- Born: Yvonne Theresa Suhor November 29, 1961 New Orleans, Louisiana, U.S.
- Died: September 27, 2018 (aged 56) Winter Park, Florida, U.S.
- Education: Illinois State University (BA) University of Southern California (MFA)
- Spouse: Simon Needham ​(m. 2001)​

= Yvonne Suhor =

American actress

Yvonne Theresa Suhor (November 29, 1961 – September 27, 2018) was an American actress and acting instructor.

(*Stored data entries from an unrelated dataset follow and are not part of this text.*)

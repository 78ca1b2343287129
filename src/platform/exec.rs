use super::commands::CommandSpec;
use crate::error::ExecutionError;
use std::io::Read;
use std::process::{Child, Command, Stdio};
use std::sync::mpsc::{self, Receiver, RecvTimeoutError};
use std::thread;
use std::time::{Duration, Instant};

type PipeOutput = std::io::Result<Vec<u8>>;

/// Default wall-clock limit for one invocation
pub const DEFAULT_TIMEOUT: Duration = Duration::from_secs(15);

const POLL_INTERVAL_MS: u64 = 50;

/// Runs external commands and returns their merged output
pub trait CommandRunner {
    fn execute(&self, command: &CommandSpec, timeout: Duration) -> Result<String, ExecutionError>;
}

/// Spawns real processes through `std::process::Command`
#[derive(Debug, Default, Clone, Copy)]
pub struct SystemCommandRunner;

impl CommandRunner for SystemCommandRunner {
    fn execute(&self, command: &CommandSpec, timeout: Duration) -> Result<String, ExecutionError> {
        execute(command, timeout)
    }
}

/// Run `command`, wait at most `timeout`, and return stdout followed by stderr
pub fn execute(command: &CommandSpec, timeout: Duration) -> Result<String, ExecutionError> {
    log::debug!(
        "Running {} with {} argument(s)",
        command.program(),
        command.args().len()
    );

    let deadline = Instant::now() + timeout;
    let mut process = Command::new(command.program());
    process
        .args(command.args())
        .stdin(Stdio::null())
        .stdout(Stdio::piped())
        .stderr(Stdio::piped());

    #[cfg(windows)]
    {
        use std::os::windows::process::CommandExt;
        process.creation_flags(0x08000000); // CREATE_NO_WINDOW
    }

    let mut child = process.spawn().map_err(|e| {
        ExecutionError::Unexpected(format!("Failed to start {}: {}", command.program(), e))
    })?;

    let stdout = drain(child.stdout.take());
    let stderr = drain(child.stderr.take());

    let status = match wait_with_deadline(&mut child, deadline) {
        Ok(Some(status)) => status,
        Ok(None) => {
            // Readers are left detached; the pipes close once the child is gone
            let _ = child.kill();
            let _ = child.wait();
            return Err(ExecutionError::Timeout(timeout));
        }
        Err(e) => {
            let _ = child.kill();
            let _ = child.wait();
            return Err(ExecutionError::Unexpected(format!(
                "Failed to wait for {}: {}",
                command.program(),
                e
            )));
        }
    };

    // Background processes started by the child can hold the pipes open
    // after it exits, so reading is bounded by the same deadline
    let mut merged = collect(stdout, deadline, timeout, command.program())?;
    merged.extend(collect(stderr, deadline, timeout, command.program())?);
    let text = decode_lossy(&merged);

    if !status.success() {
        return Err(ExecutionError::CommandFailed(format!(
            "`{}` exited with {}: {}",
            command.program(),
            status,
            text.trim()
        )));
    }

    Ok(text)
}

/// Poll the child until it exits or the deadline passes (`Ok(None)`)
fn wait_with_deadline(
    child: &mut Child,
    deadline: Instant,
) -> std::io::Result<Option<std::process::ExitStatus>> {
    loop {
        if let Some(status) = child.try_wait()? {
            return Ok(Some(status));
        }
        let remaining = deadline.saturating_duration_since(Instant::now());
        if remaining.is_zero() {
            return Ok(None);
        }
        thread::sleep(Duration::from_millis(POLL_INTERVAL_MS).min(remaining));
    }
}

/// Read a pipe to the end on its own thread, delivering the bytes over a channel
fn drain<R: Read + Send + 'static>(pipe: Option<R>) -> Option<Receiver<PipeOutput>> {
    pipe.map(|mut reader| {
        let (tx, rx) = mpsc::channel();
        thread::spawn(move || {
            let mut buf = Vec::new();
            let result = reader.read_to_end(&mut buf).map(|_| buf);
            // The receiver is gone once the deadline has passed
            let _ = tx.send(result);
        });
        rx
    })
}

fn collect(
    output: Option<Receiver<PipeOutput>>,
    deadline: Instant,
    timeout: Duration,
    program: &str,
) -> Result<Vec<u8>, ExecutionError> {
    let Some(output) = output else {
        return Ok(Vec::new());
    };
    match output.recv_timeout(deadline.saturating_duration_since(Instant::now())) {
        Ok(result) => result.map_err(|e| {
            ExecutionError::Unexpected(format!("Failed to read output of {}: {}", program, e))
        }),
        Err(RecvTimeoutError::Timeout) => Err(ExecutionError::Timeout(timeout)),
        Err(RecvTimeoutError::Disconnected) => Err(ExecutionError::Unexpected(format!(
            "Output reader for {} stopped",
            program
        ))),
    }
}

/// Decode bytes as UTF-8, dropping invalid sequences instead of replacing them
pub fn decode_lossy(bytes: &[u8]) -> String {
    let mut text = String::with_capacity(bytes.len());
    for chunk in bytes.utf8_chunks() {
        text.push_str(chunk.valid());
    }
    text
}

== Early life and education ==
Suhor was born in New Orleans, Louisiana. She graduated from Illinois State University in 1985, and later received her MFA from the University of Southern California.

== Career ==
Suhor appeared in a number of movies and TV series, most notably as Cicely in an Emmy Award-winning episode of Northern Exposure and as series regular Louise McCloud for three seasons on The Young Riders. She also guest-starred on Brooklyn Bridge (in a recurring role), Murder, She Wrote, Star Trek: Voyager, Renegade, and Sheena. Suhor's theatre credits included Steppenwolf's The Grapes of Wrath and Lydie Breeze, and she was a two-time Jeff Award nominee.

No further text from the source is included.